**** Exercise inputs ****

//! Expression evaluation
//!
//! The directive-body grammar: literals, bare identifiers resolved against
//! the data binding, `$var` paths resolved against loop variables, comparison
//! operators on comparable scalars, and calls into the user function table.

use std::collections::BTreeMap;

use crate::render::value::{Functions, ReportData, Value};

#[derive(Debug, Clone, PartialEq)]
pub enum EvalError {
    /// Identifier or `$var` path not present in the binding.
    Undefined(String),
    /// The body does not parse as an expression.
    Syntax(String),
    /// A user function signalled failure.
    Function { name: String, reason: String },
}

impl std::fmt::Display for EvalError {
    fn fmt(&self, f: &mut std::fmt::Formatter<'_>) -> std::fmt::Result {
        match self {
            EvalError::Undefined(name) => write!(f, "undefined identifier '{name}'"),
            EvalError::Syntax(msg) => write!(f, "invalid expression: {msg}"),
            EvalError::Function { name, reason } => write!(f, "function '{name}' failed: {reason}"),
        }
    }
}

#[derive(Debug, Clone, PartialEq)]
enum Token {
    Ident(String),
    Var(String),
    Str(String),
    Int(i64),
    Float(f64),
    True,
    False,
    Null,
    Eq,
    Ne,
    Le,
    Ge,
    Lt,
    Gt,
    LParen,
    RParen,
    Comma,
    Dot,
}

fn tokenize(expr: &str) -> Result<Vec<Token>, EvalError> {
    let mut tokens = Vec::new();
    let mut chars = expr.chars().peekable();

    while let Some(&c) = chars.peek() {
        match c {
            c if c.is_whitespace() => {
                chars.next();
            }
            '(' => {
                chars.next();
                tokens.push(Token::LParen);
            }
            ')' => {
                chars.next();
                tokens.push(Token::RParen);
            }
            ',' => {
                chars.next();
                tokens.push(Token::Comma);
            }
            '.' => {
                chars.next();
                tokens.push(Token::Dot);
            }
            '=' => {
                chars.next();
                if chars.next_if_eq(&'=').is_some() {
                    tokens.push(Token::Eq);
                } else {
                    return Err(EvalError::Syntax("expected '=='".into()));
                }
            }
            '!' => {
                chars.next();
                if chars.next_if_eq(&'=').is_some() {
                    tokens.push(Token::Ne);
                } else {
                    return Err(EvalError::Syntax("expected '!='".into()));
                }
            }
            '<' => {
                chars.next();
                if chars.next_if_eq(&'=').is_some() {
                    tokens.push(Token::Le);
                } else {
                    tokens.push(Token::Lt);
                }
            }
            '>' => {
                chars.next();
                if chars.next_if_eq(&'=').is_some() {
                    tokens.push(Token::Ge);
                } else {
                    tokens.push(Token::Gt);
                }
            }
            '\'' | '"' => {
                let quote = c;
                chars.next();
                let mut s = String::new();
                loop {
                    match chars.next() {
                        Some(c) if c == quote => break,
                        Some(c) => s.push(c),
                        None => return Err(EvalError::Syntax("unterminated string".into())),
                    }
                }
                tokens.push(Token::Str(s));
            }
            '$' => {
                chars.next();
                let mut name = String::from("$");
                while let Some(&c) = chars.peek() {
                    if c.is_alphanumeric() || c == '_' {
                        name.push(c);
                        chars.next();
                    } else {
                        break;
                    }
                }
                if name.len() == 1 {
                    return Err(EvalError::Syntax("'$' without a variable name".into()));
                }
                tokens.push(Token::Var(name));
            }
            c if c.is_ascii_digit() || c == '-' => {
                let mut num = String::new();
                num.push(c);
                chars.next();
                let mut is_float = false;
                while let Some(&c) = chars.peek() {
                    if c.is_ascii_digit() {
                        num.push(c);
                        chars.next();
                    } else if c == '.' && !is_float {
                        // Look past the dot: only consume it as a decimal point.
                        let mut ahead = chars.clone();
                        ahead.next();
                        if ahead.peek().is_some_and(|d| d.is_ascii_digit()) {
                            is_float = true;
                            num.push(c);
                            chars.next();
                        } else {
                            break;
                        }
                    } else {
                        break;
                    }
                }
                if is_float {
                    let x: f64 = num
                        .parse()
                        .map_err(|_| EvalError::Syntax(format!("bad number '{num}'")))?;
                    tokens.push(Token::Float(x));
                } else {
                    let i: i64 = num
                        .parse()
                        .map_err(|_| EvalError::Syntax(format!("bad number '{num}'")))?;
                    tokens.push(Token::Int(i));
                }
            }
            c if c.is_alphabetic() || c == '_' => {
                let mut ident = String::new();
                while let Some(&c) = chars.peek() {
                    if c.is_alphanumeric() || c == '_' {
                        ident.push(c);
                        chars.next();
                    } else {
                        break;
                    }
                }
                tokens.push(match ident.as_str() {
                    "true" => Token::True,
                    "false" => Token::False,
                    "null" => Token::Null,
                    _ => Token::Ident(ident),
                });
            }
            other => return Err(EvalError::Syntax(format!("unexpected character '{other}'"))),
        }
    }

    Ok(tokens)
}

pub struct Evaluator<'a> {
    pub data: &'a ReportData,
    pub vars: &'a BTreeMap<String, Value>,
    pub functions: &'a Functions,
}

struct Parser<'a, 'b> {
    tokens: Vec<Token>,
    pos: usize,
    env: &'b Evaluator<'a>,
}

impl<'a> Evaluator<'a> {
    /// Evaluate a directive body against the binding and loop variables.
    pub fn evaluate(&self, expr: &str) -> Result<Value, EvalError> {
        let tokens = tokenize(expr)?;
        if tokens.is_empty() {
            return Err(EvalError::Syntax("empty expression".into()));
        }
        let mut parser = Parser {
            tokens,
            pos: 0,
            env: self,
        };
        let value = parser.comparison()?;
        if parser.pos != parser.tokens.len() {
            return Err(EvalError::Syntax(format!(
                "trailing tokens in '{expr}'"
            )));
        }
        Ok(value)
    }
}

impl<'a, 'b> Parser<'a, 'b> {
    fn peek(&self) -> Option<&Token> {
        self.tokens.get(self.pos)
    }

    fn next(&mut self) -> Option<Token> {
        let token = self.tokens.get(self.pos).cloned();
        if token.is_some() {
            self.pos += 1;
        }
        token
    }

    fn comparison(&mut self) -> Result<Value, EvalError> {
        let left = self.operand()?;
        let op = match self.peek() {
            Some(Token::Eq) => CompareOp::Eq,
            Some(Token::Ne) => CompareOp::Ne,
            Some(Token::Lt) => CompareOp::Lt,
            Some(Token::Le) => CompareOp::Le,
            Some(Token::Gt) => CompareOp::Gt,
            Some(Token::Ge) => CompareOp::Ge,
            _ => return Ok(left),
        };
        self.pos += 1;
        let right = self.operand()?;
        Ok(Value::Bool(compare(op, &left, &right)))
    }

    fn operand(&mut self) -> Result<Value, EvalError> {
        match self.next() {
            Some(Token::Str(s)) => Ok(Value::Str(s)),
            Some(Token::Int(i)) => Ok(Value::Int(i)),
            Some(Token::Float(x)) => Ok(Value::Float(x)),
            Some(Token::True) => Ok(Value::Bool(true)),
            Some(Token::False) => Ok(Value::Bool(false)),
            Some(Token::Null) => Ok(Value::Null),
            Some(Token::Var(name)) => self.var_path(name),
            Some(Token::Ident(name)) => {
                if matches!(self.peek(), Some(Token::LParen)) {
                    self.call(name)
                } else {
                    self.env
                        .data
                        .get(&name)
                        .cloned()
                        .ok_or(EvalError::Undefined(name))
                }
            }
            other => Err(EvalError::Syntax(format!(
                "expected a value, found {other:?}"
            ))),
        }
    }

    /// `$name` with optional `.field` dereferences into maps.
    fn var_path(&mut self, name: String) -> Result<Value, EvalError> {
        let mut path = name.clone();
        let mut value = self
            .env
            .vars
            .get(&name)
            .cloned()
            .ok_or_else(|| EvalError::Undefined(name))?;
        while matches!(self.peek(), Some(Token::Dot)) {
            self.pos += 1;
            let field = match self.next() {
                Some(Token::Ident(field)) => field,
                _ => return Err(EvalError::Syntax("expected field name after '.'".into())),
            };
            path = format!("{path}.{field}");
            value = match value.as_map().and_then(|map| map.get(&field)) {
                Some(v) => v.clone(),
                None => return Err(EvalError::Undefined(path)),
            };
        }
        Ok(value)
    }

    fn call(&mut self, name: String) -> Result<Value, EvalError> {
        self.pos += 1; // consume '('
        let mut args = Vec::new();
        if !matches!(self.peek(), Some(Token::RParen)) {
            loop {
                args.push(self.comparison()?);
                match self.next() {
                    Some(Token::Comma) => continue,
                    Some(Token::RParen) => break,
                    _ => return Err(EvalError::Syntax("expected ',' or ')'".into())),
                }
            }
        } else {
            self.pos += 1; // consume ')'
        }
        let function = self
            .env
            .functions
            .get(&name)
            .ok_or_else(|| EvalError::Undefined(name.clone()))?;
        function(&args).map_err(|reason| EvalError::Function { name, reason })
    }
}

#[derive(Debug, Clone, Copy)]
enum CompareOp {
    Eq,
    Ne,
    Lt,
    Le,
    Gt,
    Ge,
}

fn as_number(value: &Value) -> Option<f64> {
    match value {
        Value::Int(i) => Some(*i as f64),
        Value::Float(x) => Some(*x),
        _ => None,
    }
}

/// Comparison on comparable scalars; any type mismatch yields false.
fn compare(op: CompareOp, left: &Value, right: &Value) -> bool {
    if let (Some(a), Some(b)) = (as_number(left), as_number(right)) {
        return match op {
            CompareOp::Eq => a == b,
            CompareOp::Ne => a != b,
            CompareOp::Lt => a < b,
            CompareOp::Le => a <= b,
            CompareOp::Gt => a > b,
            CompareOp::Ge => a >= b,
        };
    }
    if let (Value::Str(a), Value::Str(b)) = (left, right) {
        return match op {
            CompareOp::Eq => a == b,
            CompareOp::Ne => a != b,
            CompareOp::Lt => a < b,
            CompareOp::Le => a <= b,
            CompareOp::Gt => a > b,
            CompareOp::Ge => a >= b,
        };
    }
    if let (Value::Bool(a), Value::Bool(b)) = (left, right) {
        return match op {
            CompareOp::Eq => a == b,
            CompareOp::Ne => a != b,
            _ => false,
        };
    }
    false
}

****

- _Directions_
Would you show all lines of the material above that contain the word "loop"?

- _Solution_
//! the data binding, `$var` paths resolved against loop variables, comparison
                loop {
    /// Evaluate a directive body against the binding and loop variables.
            loop {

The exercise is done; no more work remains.